He arrived in Los Angeles and began his career at the beginning of the sound era by writing the story for Josef von Sternberg's gangster movie Underworld in 1927. For that first screenplay and story he won an Academy Award for Best Original Screenplay in Hollywood's first Academy award ceremony. Soon afterward, he became the "most prolific and highest paid screenwriter in Hollywood."
Hecht spent from two to twelve weeks in Hollywood each year, "during which he earned enough money (his record was $100,000 in one month, for two screenplays) to live on for the rest of the year in New York, where he did what he considered his serious writing," writes film historian Carol Easton. Nonetheless, later in his career, "he was a writer who liked to think that his genius had been stifled by Hollywood and by its dreadful habit of giving him so much money."

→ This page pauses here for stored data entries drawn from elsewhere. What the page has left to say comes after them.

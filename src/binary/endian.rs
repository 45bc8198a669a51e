use zerocopy::byteorder::{self, BigEndian, LittleEndian};

/// Byte order of multi-byte numbers (and of string length prefixes).
///
/// Java Edition data is big-endian, which is the default; Bedrock Edition
/// data is little-endian.
#[derive(Clone, Copy, Debug, Default, PartialEq, Eq, Hash)]
pub enum Endianness {
    #[default]
    Big,
    Little,
}

#[cfg(feature = "serde")]
impl serde::Serialize for Endianness {
    fn serialize<S: serde::Serializer>(&self, serializer: S) -> Result<S::Ok, S::Error> {
        let (index, name) = match self {
            Endianness::Big => (0, "Big"),
            Endianness::Little => (1, "Little"),
        };
        serializer.serialize_unit_variant("Endianness", index, name)
    }
}

macro_rules! endian_codec {
    ($($decode:ident, $encode:ident: $ty:ty => $wrapper:ident[$n:literal];)*) => {
        impl Endianness {
            $(
                #[inline]
                pub fn $decode(self, bytes: [u8; $n]) -> $ty {
                    match self {
                        Endianness::Big => byteorder::$wrapper::<BigEndian>::from_bytes(bytes).get(),
                        Endianness::Little => {
                            byteorder::$wrapper::<LittleEndian>::from_bytes(bytes).get()
                        }
                    }
                }

                #[inline]
                pub fn $encode(self, value: $ty) -> [u8; $n] {
                    match self {
                        Endianness::Big => byteorder::$wrapper::<BigEndian>::new(value).to_bytes(),
                        Endianness::Little => {
                            byteorder::$wrapper::<LittleEndian>::new(value).to_bytes()
                        }
                    }
                }
            )*
        }
    };
}

endian_codec! {
    decode_u16, encode_u16: u16 => U16[2];
    decode_i16, encode_i16: i16 => I16[2];
    decode_i32, encode_i32: i32 => I32[4];
    decode_i64, encode_i64: i64 => I64[8];
    decode_f32, encode_f32: f32 => F32[4];
    decode_f64, encode_f64: f64 => F64[8];
}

Yet his income was as much a result of his skill as a writer as well as his early jobs with newspapers. As film historians Mast and Kawin wrote, "The newspaper reporters often seemed like gangsters who had accidentally ended up behind a typewriter rather than a tommy gun; they talked and acted as rough as the crooks their assignments forced them to cover... It is no accident that Ben Hecht, the greatest screenwriter of rapid-fire, flavorful tough talk, as well as a major comic playwright, wrote gangster pictures, prison pictures, and newspaper pictures."
Hecht became one of Hollywood's most prolific screenwriters, able to write a full screenplay in two to eight weeks. According to Samuel Goldwyn biographer, Carol Easton, in 1931, with his writing partner Charles MacArthur, he "knocked out The Unholy Garden in twelve hours. Hecht subsequently received a fan letter from producer Arthur Hornblow, Jr.:'After reading your magnificent script, Mr. Goldwyn and I both wish to go on record with the statement that if The Unholy Garden isn't the finest motion picture Samuel Goldwyn has ever produced, the fault will be entirely ours. You have done your part superbly." It was produced exactly as written, and "became one of the biggest, yet funniest, bombs ever made by a studio."
Despite his monetary success, however, Hecht always kept Hollywood at arms's length. According to film historian Gregory Black, "he did not consider his work for the movies serious art; it was more a means of replenishing his bank account. When his work was finished, he retreated to New York."
At least part of the reason for this was due to the industry's system of censorship. Black writes, "as Mankiewicz, Selznick, and Hecht knew all too well, much of the blame for the failure of the movies to deal more frankly and honestly with life, lay with a rigid censorship imposed on the industry . . . [and] on the content of films during its golden era of studio production." Because the costs of production and distribution were so high, the primary "goal of the studios was profit, not art. . .[and] fearful of losing any segment of their audiences, the studios either carefully avoided controversial topics or presented them in a way that evaded larger issues," thereby creating only 'harmless entertainment' ".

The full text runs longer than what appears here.